Researchers on Tuesday disclosed a new espionage campaign that resorts to destructive data-wiping attacks targeting Israeli entities at least since December 2020 that camouflage the malicious activity as ransomware extortions.
Cybersecurity firm SentinelOne attributed the attacks to a nation-state actor affiliated with Iran it tracks under the moniker "Agrius."
"An analysis of what at first sight appeared to be a ransomware attack revealed new variants of wipers that were deployed in a set of destructive attacks against Israeli targets," the researchers said. "The operators behind the attacks intentionally masked their activity as ransomware attacks, an uncommon behavior for financially motivated groups."

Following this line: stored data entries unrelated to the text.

//! Task queue rotation, task records and executor assignment.
use rand::Rng;
use rand::seq::SliceRandom;
use serde::{Deserialize, Serialize};
use std::collections::VecDeque;

use crate::constants::{EMPTY_QUEUE_TASK, FALLBACK_TASKS, FALLBACK_WIN_TASKS, TIME_MARKER};
use crate::content::TaskSource;
use crate::mode::GameMode;
use crate::player::PlayerColor;

/// What triggered a task. `Normal` only occurs on the wheel.
#[derive(Debug, Clone, Copy, PartialEq, Eq, Hash, Serialize, Deserialize)]
#[serde(rename_all = "lowercase")]
pub enum TaskType {
    Star,
    Trap,
    Collision,
    Normal,
}

impl TaskType {
    /// Who performs the task triggered by `trigger`.
    ///
    /// Traps punish whoever landed on them; stars and collisions dare the
    /// opponent instead.
    #[must_use]
    pub const fn executor(self, trigger: PlayerColor) -> PlayerColor {
        match self {
            Self::Trap | Self::Normal => trigger,
            Self::Star | Self::Collision => trigger.opponent(),
        }
    }

    #[must_use]
    pub const fn as_str(self) -> &'static str {
        match self {
            Self::Star => "star",
            Self::Trap => "trap",
            Self::Collision => "collision",
            Self::Normal => "normal",
        }
    }
}

/// Externally supplied judgement on the active task.
#[derive(Debug, Clone, Copy, PartialEq, Eq, Hash, Serialize, Deserialize)]
#[serde(rename_all = "lowercase")]
pub enum TaskVerdict {
    Completed,
    Failed,
}

/// The task currently shown to the players.
#[derive(Debug, Clone, PartialEq, Eq, Serialize, Deserialize)]
#[serde(rename_all = "camelCase")]
pub struct CurrentTask {
    pub description: String,
    pub executor: PlayerColor,
    pub target: PlayerColor,
    #[serde(default, skip_serializing_if = "Option::is_none")]
    pub duration_ms: Option<u64>,
}

/// One of the bonus tasks offered to the winner.
#[derive(Debug, Clone, PartialEq, Eq, Serialize, Deserialize)]
pub struct WinTaskOption {
    pub id: usize,
    pub description: String,
}

/// Remove every timer marker and surrounding whitespace from a task text.
#[must_use]
pub fn strip_time_marker(text: &str) -> String {
    text.replace(TIME_MARKER, "").trim().to_string()
}

#[must_use]
pub fn has_time_marker(text: &str) -> bool {
    text.contains(TIME_MARKER)
}

/// Circular queue of task descriptions.
///
/// Taking the head moves it to the tail, so tasks repeat round-robin
/// instead of running out.
#[derive(Debug, Clone, Default, PartialEq, Eq, Serialize, Deserialize)]
#[serde(transparent)]
pub struct TaskQueue {
    tasks: VecDeque<String>,
}

impl TaskQueue {
    /// Queue the tasks in the given order.
    #[must_use]
    pub fn from_ordered(tasks: Vec<String>) -> Self {
        Self {
            tasks: tasks.into(),
        }
    }

    /// Queue the tasks in a uniformly random order.
    pub fn shuffled<R: Rng + ?Sized>(mut tasks: Vec<String>, rng: &mut R) -> Self {
        tasks.shuffle(rng);
        Self::from_ordered(tasks)
    }

    /// Short built-in list used when content cannot be loaded.
    pub fn fallback<R: Rng + ?Sized>(rng: &mut R) -> Self {
        Self::shuffled(FALLBACK_TASKS.iter().map(ToString::to_string).collect(), rng)
    }

    /// Load and shuffle the task list for `mode`.
    ///
    /// Tries `language`, then `default_language`, then the built-in
    /// fallback list. Failures are logged and never reach the caller.
    pub fn load<S, R>(
        source: &S,
        mode: GameMode,
        language: &str,
        default_language: &str,
        rng: &mut R,
    ) -> Self
    where
        S: TaskSource + ?Sized,
        R: Rng + ?Sized,
    {
        let mut languages = vec![language];
        if default_language != language {
            languages.push(default_language);
        }
        for lang in languages {
            match source.fetch_tasks(mode, lang) {
                Ok(tasks) if !tasks.is_empty() => return Self::shuffled(tasks, rng),
                Ok(_) => log::warn!("task list for {mode}/{lang} is empty"),
                Err(err) => log::warn!("failed to load tasks for {mode}/{lang}: {err}"),
            }
        }
        log::warn!("using built-in fallback tasks for {mode}");
        Self::fallback(rng)
    }

    /// Replace the contents with a freshly shuffled list.
    pub fn reload<R: Rng + ?Sized>(&mut self, tasks: Vec<String>, rng: &mut R) {
        *self = Self::shuffled(tasks, rng);
    }

    #[must_use]
    pub fn len(&self) -> usize {
        self.tasks.len()
    }

    #[must_use]
    pub fn is_empty(&self) -> bool {
        self.tasks.is_empty()
    }

    #[must_use]
    pub fn peek(&self) -> Option<&str> {
        self.tasks.front().map(String::as_str)
    }

    pub fn iter(&self) -> impl Iterator<Item = &str> {
        self.tasks.iter().map(String::as_str)
    }

    /// Take the head and rotate it to the tail. `None` when empty.
    pub fn consume_head(&mut self) -> Option<String> {
        let head = self.tasks.pop_front()?;
        self.tasks.push_back(head.clone());
        Some(head)
    }

    /// The next task text, or the empty-queue notice without touching the
    /// queue when there is nothing to rotate.
    pub fn next_description(&mut self) -> String {
        self.consume_head()
            .unwrap_or_else(|| EMPTY_QUEUE_TASK.to_string())
    }

    /// Sample `count` distinct win-task options in random order.
    ///
    /// Draws from a shuffled copy of the queue, or from the fixed fallback
    /// trio when the queue is empty. Ids are 1-based.
    pub fn generate_win_options<R: Rng + ?Sized>(
        &self,
        count: usize,
        rng: &mut R,
    ) -> Vec<WinTaskOption> {
        let mut pool: Vec<String> = if self.tasks.is_empty() {
            FALLBACK_WIN_TASKS.iter().map(ToString::to_string).collect()
        } else {
            self.tasks.iter().cloned().collect()
        };
        pool.shuffle(rng);
        pool.into_iter()
            .take(count)
            .enumerate()
            .map(|(idx, description)| WinTaskOption {
                id: idx + 1,
                description: strip_time_marker(&description),
            })
            .collect()
    }
}

#[cfg(test)]
mod tests {
    use super::*;
    use crate::content::MemoryTaskSource;
    use rand::SeedableRng;
    use rand_chacha::ChaCha20Rng;

    fn tasks(items: &[&str]) -> Vec<String> {
        items.iter().map(ToString::to_string).collect()
    }

    #[test]
    fn executor_law_holds_for_both_colors() {
        for trigger in PlayerColor::ALL {
            assert_eq!(TaskType::Trap.executor(trigger), trigger);
            assert_eq!(TaskType::Star.executor(trigger), trigger.opponent());
            assert_eq!(TaskType::Collision.executor(trigger), trigger.opponent());
            assert_eq!(TaskType::Normal.executor(trigger), trigger);
        }
    }

    #[test]
    fn consuming_len_times_visits_each_task_once() {
        let mut queue = TaskQueue::from_ordered(tasks(&["a", "b", "c", "d"]));
        let seen: Vec<String> = (0..queue.len())
            .filter_map(|_| queue.consume_head())
            .collect();
        assert_eq!(seen, tasks(&["a", "b", "c", "d"]));
        assert_eq!(queue.iter().collect::<Vec<_>>(), vec!["a", "b", "c", "d"]);
        assert_eq!(queue.consume_head().as_deref(), Some("a"));
        assert_eq!(queue.peek(), Some("b"));
    }

    #[test]
    fn empty_queue_yields_notice_without_mutation() {
        let mut queue = TaskQueue::default();
        assert_eq!(queue.consume_head(), None);
        assert_eq!(queue.next_description(), EMPTY_QUEUE_TASK);
        assert!(queue.is_empty());
    }

    #[test]
    fn shuffle_preserves_contents() {
        let mut rng = ChaCha20Rng::seed_from_u64(7);
        let original = tasks(&["1", "2", "3", "4", "5", "6", "7", "8"]);
        let queue = TaskQueue::shuffled(original.clone(), &mut rng);
        let mut sorted: Vec<String> = queue.iter().map(ToString::to_string).collect();
        sorted.sort();
        assert_eq!(sorted, original);
    }

    #[test]
    fn load_falls_back_through_languages() {
        let mut rng = ChaCha20Rng::seed_from_u64(1);
        let source = MemoryTaskSource::new();
        source.insert(GameMode::Love, "zh", tasks(&["拥抱"]));

        let queue = TaskQueue::load(&source, GameMode::Love, "en", "zh", &mut rng);
        assert_eq!(queue.iter().collect::<Vec<_>>(), vec!["拥抱"]);

        let queue = TaskQueue::load(&source, GameMode::Food, "en", "zh", &mut rng);
        assert_eq!(queue.len(), FALLBACK_TASKS.len());
    }

    #[test]
    fn load_treats_empty_lists_as_missing() {
        let mut rng = ChaCha20Rng::seed_from_u64(1);
        let source = MemoryTaskSource::new();
        source.insert(GameMode::Daily, "en", Vec::new());
        let queue = TaskQueue::load(&source, GameMode::Daily, "en", "en", &mut rng);
        assert_eq!(queue.len(), FALLBACK_TASKS.len());
    }

    #[test]
    fn win_options_are_distinct_and_numbered() {
        let mut rng = ChaCha20Rng::seed_from_u64(3);
        let queue = TaskQueue::from_ordered(tasks(&["a", "b", "c", "d", "e $time"]));
        let options = queue.generate_win_options(3, &mut rng);
        assert_eq!(options.iter().map(|o| o.id).collect::<Vec<_>>(), vec![1, 2, 3]);
        let mut descriptions: Vec<&str> = options.iter().map(|o| o.description.as_str()).collect();
        descriptions.sort_unstable();
        descriptions.dedup();
        assert_eq!(descriptions.len(), 3);
        assert!(descriptions.iter().all(|d| !d.contains(TIME_MARKER)));
        assert_eq!(queue.len(), 5);
    }

    #[test]
    fn win_options_use_fallback_when_queue_empty() {
        let mut rng = ChaCha20Rng::seed_from_u64(3);
        let options = TaskQueue::default().generate_win_options(3, &mut rng);
        assert_eq!(options.len(), 3);
        for option in &options {
            assert!(FALLBACK_WIN_TASKS.contains(&option.description.as_str()));
        }
    }

    #[test]
    fn win_options_cap_at_pool_size() {
        let mut rng = ChaCha20Rng::seed_from_u64(3);
        let queue = TaskQueue::from_ordered(tasks(&["only"]));
        assert_eq!(queue.generate_win_options(3, &mut rng).len(), 1);
    }

    #[test]
    fn strips_time_marker() {
        assert_eq!(strip_time_marker("按摩 $time"), "按摩");
        assert_eq!(strip_time_marker("$time hug $time"), "hug");
        assert!(has_time_marker("x $time"));
        assert!(!has_time_marker("x"));
    }
}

The group's modus operandi involves deploying a custom .NET malware called Apostle that has evolved to become a fully functional ransomware, supplanting its prior wiper capabilities, while some of the attacks have been carried out using a second wiper named DEADWOOD (aka Detbosit) after a logic flaw in early versions of Apostle prevented data from being erased.
In addition, the Agrius actors drop a .NET implant called IPsec Helper that can be used to exfiltrate data or deploy additional malware. What's more, the threat actor's tactics have also witnessed a shift from espionage to demanding ransoms from its victims to recover access to encrypted data, only to have them actually destroyed in a wiping attack.

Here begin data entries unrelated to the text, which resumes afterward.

//! The two-player board race.
//!
//! A [`BoardGame`] owns every piece of mutable game state. Player input goes
//! through [`BoardGame::roll`], [`BoardGame::resolve_task`] and the win-task
//! methods; animation progress goes through [`BoardGame::tick`], which the host
//! calls once [`BoardGame::next_delay_ms`] has elapsed.
use rand::{Rng, SeedableRng};
use rand_chacha::ChaCha20Rng;

use crate::board::{Board, CellType};
use crate::config::GameConfig;
use crate::constants::{
    DIE_FACES, MAX_IDLE_TICKS, PENALTY_STEPS_MAX, PENALTY_STEPS_MIN, REWARD_STEPS_MAX,
    REWARD_STEPS_MIN,
};
use crate::engine::movement::{backward_path, forward_path};
use crate::engine::timeline::Timeline;
use crate::engine::{EngineError, GameEvent, GamePhase, Turn, draw_task};
use crate::mode::GameMode;
use crate::player::PlayerColor;
use crate::save::GameSaveData;
use crate::tasks::{CurrentTask, TaskQueue, TaskType, TaskVerdict, WinTaskOption};
use crate::timing::TimeSettings;

#[derive(Debug, Clone, Copy, PartialEq, Eq)]
enum Walk {
    Roll,
    TaskOutcome,
}

#[derive(Debug, Clone, PartialEq, Eq)]
enum BoardAction {
    SettleRoll,
    Step { player: PlayerColor, position: usize },
    Arrive { player: PlayerColor, walk: Walk },
    RevealCollision { mover: PlayerColor },
}

const fn slot(player: PlayerColor) -> usize {
    match player {
        PlayerColor::Red => 0,
        PlayerColor::Blue => 1,
    }
}

#[derive(Debug, Clone)]
pub struct BoardGame {
    mode: GameMode,
    custom_mode_id: Option<String>,
    board: Board,
    queue: TaskQueue,
    settings: TimeSettings,
    config: GameConfig,
    rng: ChaCha20Rng,
    phase: GamePhase,
    turn: Turn,
    positions: [usize; 2],
    is_moving: bool,
    winner: Option<PlayerColor>,
    win_task_options: Vec<WinTaskOption>,
    selected_win_task: Option<WinTaskOption>,
    win_task_completed: bool,
    timeline: Timeline<BoardAction>,
    events: Vec<GameEvent>,
    revision: u64,
}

Besides using ProtonVPN for anonymization, the Agrius attack cycle leverages 1-day vulnerabilities in web-based applications, including CVE-2018-13379, to gain an initial foothold and subsequently deliver ASPXSpy web shells to maintain remote access to compromised systems and run arbitrary commands.
If anything, the research adds to evidence that state-sponsored actors with ties to the Iranian government are increasingly looking at ransomware operations as a subterfuge technique to mimic other financially motivated cybercriminal ransomware groups.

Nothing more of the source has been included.